Re: [css-text] word-break for Korean

> On 04 Mar 2015, at 15:33, Shezan Baig <shezbaig.wk@gmail.com> wrote:
> 
> On Wed, Mar 4, 2015 at 9:19 AM Koji Ishii <kojiishi@gmail.com <mailto:kojiishi@gmail.com>> wrote:
> I'm curious because my guess is different; people may want that not
> because they want to mix such line breaking behavior within one
> document, but because they want to apply such line breaking styles
> without tagging the documents at all but use single CSS globally,
> assuming no ideographic characters appear within their Korean
> documents. I'm curious to know which guess is correct.
> 
> Our use case is within contenteditable, where we have no idea ahead of time what language the user would type in.  If they type Korean, then we want it to do "keep-all", otherwise we let it do "normal".  Since this happens dynamically, we cannot tag the document ahead of time one way or another.
> 
> 
>  
> It's also interesting to me that, what I've been hearing is that the
> "keep-korean" style is mostly used in traditional style or paper-based
> documents, while web and news (that have narrower columns) prefer to
> break. Bloomberg to pick the opposite is very interesting to me.
> 
> 
> Note that our use case is for contenteditable, where the user is the author of the content.  For our actual news articles, I would assume this isn't a use-case since this is prepared ahead of time, and the language is known, so it can be tagged.

So in Bloomberg's case, tagging the content is not an option, and this value is needed to get the desired result.
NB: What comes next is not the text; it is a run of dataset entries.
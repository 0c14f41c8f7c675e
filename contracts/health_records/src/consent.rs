//! Two independent consent relations.
//!
//! - Broad approval: `(subject, practitioner) -> bool`, covering every record
//!   of the subject, past and future.
//! - Per-record grant: `(record_id, practitioner) -> bool`, covering one
//!   record only.
//!
//! Neither relation implies or clears the other. Revocation writes `false`
//! rather than removing the entry. Visibility is never stored: [`can_view`]
//! recomputes it from both relations and the live role registry.

use crate::{
    events,
    rbac::{self, Role},
    records::{self, HealthRecord},
    ContractError,
};
use soroban_sdk::{symbol_short, Address, Env, Symbol};

const TTL_THRESHOLD: u32 = 5184000;
const TTL_EXTEND_TO: u32 = 10368000;

pub fn broad_approval_key(
    subject: &Address,
    practitioner: &Address,
) -> (Symbol, Address, Address) {
    (
        symbol_short!("BROAD"),
        subject.clone(),
        practitioner.clone(),
    )
}

pub fn record_grant_key(record_id: u64, practitioner: &Address) -> (Symbol, u64, Address) {
    (symbol_short!("REC_GRT"), record_id, practitioner.clone())
}

pub fn has_broad_approval(env: &Env, subject: &Address, practitioner: &Address) -> bool {
    env.storage()
        .persistent()
        .get(&broad_approval_key(subject, practitioner))
        .unwrap_or(false)
}

pub fn has_record_grant(env: &Env, record_id: u64, practitioner: &Address) -> bool {
    env.storage()
        .persistent()
        .get(&record_grant_key(record_id, practitioner))
        .unwrap_or(false)
}

fn set_broad_approval(env: &Env, subject: &Address, practitioner: &Address, approved: bool) {
    let key = broad_approval_key(subject, practitioner);
    env.storage().persistent().set(&key, &approved);
    env.storage()
        .persistent()
        .extend_ttl(&key, TTL_THRESHOLD, TTL_EXTEND_TO);
}

pub(crate) fn set_record_grant(env: &Env, record_id: u64, practitioner: &Address, granted: bool) {
    let key = record_grant_key(record_id, practitioner);
    env.storage().persistent().set(&key, &granted);
    env.storage()
        .persistent()
        .extend_ttl(&key, TTL_THRESHOLD, TTL_EXTEND_TO);
}

/// Self-service: the subject approves `practitioner` for all their records.
/// No role is required of either side.
pub fn grant_broad_approval(env: &Env, subject: &Address, practitioner: &Address) {
    set_broad_approval(env, subject, practitioner, true);
    events::publish_broad_approval_granted(env, subject.clone(), practitioner.clone());
}

pub fn revoke_broad_approval(env: &Env, subject: &Address, practitioner: &Address) {
    set_broad_approval(env, subject, practitioner, false);
    events::publish_broad_approval_revoked(env, subject.clone(), practitioner.clone());
}

/// Loads the record and checks that `caller` is its subject.
fn require_subject(
    env: &Env,
    caller: &Address,
    record_id: u64,
) -> Result<HealthRecord, ContractError> {
    let record = records::get_record(env, record_id).ok_or(ContractError::RecordNotFound)?;
    if record.subject != *caller {
        return Err(ContractError::Unauthorized);
    }
    Ok(record)
}

/// Grants `practitioner` visibility into a single record.
///
/// The role is only checked here. A later role revocation leaves the flag
/// set; [`can_view`] hides the record through its own live role check.
pub fn share_record(
    env: &Env,
    caller: &Address,
    record_id: u64,
    practitioner: &Address,
) -> Result<(), ContractError> {
    let record = require_subject(env, caller, record_id)?;

    if !rbac::has_role(env, practitioner, &Role::Practitioner) {
        return Err(ContractError::InvalidTarget);
    }

    set_record_grant(env, record_id, practitioner, true);
    events::publish_record_shared(env, record_id, record.subject, practitioner.clone());
    Ok(())
}

/// Clears a per-record grant. The target need not still hold any role.
pub fn revoke_record_access(
    env: &Env,
    caller: &Address,
    record_id: u64,
    practitioner: &Address,
) -> Result<(), ContractError> {
    let record = require_subject(env, caller, record_id)?;

    set_record_grant(env, record_id, practitioner, false);
    events::publish_record_access_revoked(env, record_id, record.subject, practitioner.clone());
    Ok(())
}

/// `true` iff the record exists, `practitioner` currently holds the
/// Practitioner role, and either consent relation is set.
pub fn can_view(env: &Env, record_id: u64, practitioner: &Address) -> bool {
    let record = match records::get_record(env, record_id) {
        Some(r) => r,
        None => return false,
    };

    if !rbac::has_role(env, practitioner, &Role::Practitioner) {
        return false;
    }

    has_broad_approval(env, &record.subject, practitioner)
        || has_record_grant(env, record_id, practitioner)
}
At the same time, I agree with you Koji that people will probably also want to use it to style documents without property language tagging. In general, we should encourage people to tag their content properly, but it is common enough that the people writing the css do not have access to the markup-generating part of the system, and cannot fix it if it is deficient. As a design principle, we should not prioritize the needs of authors who do not language-tag their content over those who do, but since in this case there is no negative impact on properly tagged content, I don't think it is an issue.